▶ TASK PROMPT: Transcribe exactly everything in the data below from the line containing "async fn test_empty_reorder_skips_store()" down to the line containing "assert_eq!(outcome.position_of(11), Some(3000));", both lines included and nothing further.
########################################
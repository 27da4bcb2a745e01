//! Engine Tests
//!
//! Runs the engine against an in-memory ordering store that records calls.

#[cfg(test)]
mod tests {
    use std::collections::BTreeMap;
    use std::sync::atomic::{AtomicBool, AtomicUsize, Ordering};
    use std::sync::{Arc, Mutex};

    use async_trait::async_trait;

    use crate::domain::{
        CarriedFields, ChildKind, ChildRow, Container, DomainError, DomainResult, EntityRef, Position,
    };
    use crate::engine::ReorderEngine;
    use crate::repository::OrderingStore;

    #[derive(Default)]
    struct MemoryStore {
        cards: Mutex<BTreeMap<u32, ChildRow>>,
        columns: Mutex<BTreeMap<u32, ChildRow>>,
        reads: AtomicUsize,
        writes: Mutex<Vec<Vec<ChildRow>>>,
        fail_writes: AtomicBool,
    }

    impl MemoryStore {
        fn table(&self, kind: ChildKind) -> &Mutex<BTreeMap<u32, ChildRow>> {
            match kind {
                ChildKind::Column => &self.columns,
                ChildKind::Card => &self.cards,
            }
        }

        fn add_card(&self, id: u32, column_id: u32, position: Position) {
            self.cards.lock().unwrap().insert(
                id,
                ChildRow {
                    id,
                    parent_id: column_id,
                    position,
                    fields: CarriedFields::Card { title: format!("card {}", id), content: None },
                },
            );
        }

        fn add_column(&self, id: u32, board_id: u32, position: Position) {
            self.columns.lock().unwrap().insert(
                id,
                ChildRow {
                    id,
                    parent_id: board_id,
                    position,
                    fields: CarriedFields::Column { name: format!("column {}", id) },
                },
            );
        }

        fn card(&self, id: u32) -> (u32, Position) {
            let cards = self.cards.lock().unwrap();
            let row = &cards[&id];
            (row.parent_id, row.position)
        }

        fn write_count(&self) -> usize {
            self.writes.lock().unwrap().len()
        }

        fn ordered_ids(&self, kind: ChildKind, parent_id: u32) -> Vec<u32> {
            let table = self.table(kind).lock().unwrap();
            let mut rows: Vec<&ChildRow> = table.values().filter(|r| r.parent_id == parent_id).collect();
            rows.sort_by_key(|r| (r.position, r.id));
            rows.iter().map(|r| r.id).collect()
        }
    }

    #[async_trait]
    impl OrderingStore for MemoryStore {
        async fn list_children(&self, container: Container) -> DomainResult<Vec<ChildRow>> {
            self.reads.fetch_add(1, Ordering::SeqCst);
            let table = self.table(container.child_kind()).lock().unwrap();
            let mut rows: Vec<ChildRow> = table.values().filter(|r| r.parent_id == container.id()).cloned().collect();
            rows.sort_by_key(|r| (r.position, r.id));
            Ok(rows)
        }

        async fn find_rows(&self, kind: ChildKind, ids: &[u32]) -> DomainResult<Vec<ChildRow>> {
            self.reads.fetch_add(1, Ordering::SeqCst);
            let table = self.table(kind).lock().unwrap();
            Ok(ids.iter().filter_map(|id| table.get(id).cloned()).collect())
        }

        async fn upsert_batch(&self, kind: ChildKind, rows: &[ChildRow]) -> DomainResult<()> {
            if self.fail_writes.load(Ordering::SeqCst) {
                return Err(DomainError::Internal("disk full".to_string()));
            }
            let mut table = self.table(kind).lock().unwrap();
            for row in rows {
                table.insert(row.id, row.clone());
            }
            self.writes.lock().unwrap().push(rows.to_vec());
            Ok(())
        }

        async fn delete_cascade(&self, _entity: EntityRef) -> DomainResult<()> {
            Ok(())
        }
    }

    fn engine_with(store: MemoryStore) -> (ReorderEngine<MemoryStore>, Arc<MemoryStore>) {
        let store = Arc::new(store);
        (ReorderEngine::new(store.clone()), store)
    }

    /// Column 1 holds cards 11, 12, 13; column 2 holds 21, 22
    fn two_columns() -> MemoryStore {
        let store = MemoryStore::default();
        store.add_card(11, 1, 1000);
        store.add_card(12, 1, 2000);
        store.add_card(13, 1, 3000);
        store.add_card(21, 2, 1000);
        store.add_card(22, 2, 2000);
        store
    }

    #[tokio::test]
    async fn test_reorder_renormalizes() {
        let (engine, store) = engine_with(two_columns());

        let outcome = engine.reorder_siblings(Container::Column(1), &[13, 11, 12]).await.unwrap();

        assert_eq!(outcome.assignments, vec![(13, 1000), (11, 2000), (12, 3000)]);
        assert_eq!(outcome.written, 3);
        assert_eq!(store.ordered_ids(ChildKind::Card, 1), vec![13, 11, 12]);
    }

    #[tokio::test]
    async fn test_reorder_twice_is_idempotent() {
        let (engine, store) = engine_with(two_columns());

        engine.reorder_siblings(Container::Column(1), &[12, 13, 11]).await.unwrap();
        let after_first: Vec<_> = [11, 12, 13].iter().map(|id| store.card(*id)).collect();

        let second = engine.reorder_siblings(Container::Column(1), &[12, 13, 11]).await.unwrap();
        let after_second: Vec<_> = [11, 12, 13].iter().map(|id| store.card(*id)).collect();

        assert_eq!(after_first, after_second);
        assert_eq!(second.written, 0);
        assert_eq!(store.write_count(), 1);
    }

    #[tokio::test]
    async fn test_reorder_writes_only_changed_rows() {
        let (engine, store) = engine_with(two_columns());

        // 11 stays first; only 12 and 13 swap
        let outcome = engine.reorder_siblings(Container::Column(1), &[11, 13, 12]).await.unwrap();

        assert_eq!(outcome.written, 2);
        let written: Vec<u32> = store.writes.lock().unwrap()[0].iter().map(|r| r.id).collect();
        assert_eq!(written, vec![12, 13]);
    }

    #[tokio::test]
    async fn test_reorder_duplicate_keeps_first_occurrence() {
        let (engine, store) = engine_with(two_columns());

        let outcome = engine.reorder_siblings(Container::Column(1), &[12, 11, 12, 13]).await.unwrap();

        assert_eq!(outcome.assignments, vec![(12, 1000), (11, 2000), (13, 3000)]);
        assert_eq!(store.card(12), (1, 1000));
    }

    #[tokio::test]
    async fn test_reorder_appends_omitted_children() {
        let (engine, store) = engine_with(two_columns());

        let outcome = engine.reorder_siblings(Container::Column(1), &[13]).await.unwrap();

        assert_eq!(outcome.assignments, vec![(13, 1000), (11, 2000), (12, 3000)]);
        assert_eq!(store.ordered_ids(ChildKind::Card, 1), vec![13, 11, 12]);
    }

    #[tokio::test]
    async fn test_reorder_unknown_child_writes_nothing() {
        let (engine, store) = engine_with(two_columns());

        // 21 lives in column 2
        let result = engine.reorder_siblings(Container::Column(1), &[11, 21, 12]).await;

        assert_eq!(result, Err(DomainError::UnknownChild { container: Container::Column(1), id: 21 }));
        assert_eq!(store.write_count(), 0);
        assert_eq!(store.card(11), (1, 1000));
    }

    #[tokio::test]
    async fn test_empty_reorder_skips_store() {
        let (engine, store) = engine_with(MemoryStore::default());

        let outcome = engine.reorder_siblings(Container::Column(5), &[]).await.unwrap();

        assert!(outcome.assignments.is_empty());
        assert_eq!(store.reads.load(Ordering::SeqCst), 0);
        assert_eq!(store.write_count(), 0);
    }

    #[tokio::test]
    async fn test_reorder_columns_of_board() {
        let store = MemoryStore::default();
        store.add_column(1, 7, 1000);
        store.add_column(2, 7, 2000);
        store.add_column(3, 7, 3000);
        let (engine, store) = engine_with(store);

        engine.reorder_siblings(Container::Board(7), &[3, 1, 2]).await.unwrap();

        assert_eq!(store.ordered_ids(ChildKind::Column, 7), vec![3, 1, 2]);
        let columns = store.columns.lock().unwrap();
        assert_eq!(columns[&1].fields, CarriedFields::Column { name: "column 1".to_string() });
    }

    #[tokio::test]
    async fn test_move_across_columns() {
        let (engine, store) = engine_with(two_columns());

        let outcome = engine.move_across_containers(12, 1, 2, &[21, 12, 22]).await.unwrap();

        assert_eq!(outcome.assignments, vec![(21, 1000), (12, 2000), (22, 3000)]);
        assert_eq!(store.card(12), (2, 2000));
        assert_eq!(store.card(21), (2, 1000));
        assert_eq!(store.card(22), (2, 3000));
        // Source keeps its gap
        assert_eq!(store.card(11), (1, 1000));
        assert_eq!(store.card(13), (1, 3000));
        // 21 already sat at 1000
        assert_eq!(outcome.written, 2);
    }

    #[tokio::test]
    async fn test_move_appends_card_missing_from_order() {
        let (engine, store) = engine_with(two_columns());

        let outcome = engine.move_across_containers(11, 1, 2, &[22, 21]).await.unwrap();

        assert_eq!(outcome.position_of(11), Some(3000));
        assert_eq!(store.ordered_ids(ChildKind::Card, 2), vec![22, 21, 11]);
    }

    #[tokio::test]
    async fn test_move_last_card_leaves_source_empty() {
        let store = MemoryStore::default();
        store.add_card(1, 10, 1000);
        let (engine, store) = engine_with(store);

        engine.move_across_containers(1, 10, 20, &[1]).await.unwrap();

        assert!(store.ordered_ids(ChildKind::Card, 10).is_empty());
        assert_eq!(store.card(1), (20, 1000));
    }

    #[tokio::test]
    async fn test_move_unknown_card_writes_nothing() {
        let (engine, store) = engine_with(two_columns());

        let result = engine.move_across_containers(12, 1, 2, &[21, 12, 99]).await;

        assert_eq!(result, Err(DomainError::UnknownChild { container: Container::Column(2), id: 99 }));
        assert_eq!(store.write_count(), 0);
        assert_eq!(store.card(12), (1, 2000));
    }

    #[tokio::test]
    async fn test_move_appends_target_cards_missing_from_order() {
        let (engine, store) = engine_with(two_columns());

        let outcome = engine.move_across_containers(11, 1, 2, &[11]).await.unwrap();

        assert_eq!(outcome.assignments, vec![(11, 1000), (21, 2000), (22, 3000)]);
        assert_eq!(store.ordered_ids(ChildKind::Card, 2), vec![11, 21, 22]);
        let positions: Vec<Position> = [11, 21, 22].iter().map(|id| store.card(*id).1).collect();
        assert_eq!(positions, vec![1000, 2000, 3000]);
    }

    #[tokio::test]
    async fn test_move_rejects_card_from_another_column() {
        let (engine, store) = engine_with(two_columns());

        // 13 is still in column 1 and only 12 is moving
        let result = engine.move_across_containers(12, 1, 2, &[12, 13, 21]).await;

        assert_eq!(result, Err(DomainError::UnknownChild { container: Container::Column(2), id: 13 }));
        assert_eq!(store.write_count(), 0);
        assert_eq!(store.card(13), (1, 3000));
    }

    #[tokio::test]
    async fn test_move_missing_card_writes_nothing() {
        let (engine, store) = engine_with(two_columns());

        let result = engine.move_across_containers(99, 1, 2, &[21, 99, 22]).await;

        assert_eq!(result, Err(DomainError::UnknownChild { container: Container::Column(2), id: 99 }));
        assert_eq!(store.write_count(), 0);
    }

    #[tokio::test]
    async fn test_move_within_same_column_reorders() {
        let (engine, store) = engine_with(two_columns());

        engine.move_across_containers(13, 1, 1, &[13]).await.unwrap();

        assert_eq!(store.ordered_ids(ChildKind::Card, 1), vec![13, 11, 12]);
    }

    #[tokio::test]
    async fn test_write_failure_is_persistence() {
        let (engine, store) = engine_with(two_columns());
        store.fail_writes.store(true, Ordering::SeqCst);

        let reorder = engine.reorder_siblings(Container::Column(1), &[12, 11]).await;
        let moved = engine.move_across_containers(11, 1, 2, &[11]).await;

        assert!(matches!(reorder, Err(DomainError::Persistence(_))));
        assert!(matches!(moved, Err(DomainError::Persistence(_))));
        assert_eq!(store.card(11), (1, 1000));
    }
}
########################################
▶ EXERCISE SOLUTION:
    async fn test_empty_reorder_skips_store() {
        let (engine, store) = engine_with(MemoryStore::default());

        let outcome = engine.reorder_siblings(Container::Column(5), &[]).await.unwrap();

        assert!(outcome.assignments.is_empty());
        assert_eq!(store.reads.load(Ordering::SeqCst), 0);
        assert_eq!(store.write_count(), 0);
    }

    #[tokio::test]
    async fn test_reorder_columns_of_board() {
        let store = MemoryStore::default();
        store.add_column(1, 7, 1000);
        store.add_column(2, 7, 2000);
        store.add_column(3, 7, 3000);
        let (engine, store) = engine_with(store);

        engine.reorder_siblings(Container::Board(7), &[3, 1, 2]).await.unwrap();

        assert_eq!(store.ordered_ids(ChildKind::Column, 7), vec![3, 1, 2]);
        let columns = store.columns.lock().unwrap();
        assert_eq!(columns[&1].fields, CarriedFields::Column { name: "column 1".to_string() });
    }

    #[tokio::test]
    async fn test_move_across_columns() {
        let (engine, store) = engine_with(two_columns());

        let outcome = engine.move_across_containers(12, 1, 2, &[21, 12, 22]).await.unwrap();

        assert_eq!(outcome.assignments, vec![(21, 1000), (12, 2000), (22, 3000)]);
        assert_eq!(store.card(12), (2, 2000));
        assert_eq!(store.card(21), (2, 1000));
        assert_eq!(store.card(22), (2, 3000));
        // Source keeps its gap
        assert_eq!(store.card(11), (1, 1000));
        assert_eq!(store.card(13), (1, 3000));
        // 21 already sat at 1000
        assert_eq!(outcome.written, 2);
    }

    #[tokio::test]
    async fn test_move_appends_card_missing_from_order() {
        let (engine, store) = engine_with(two_columns());

        let outcome = engine.move_across_containers(11, 1, 2, &[22, 21]).await.unwrap();

        assert_eq!(outcome.position_of(11), Some(3000));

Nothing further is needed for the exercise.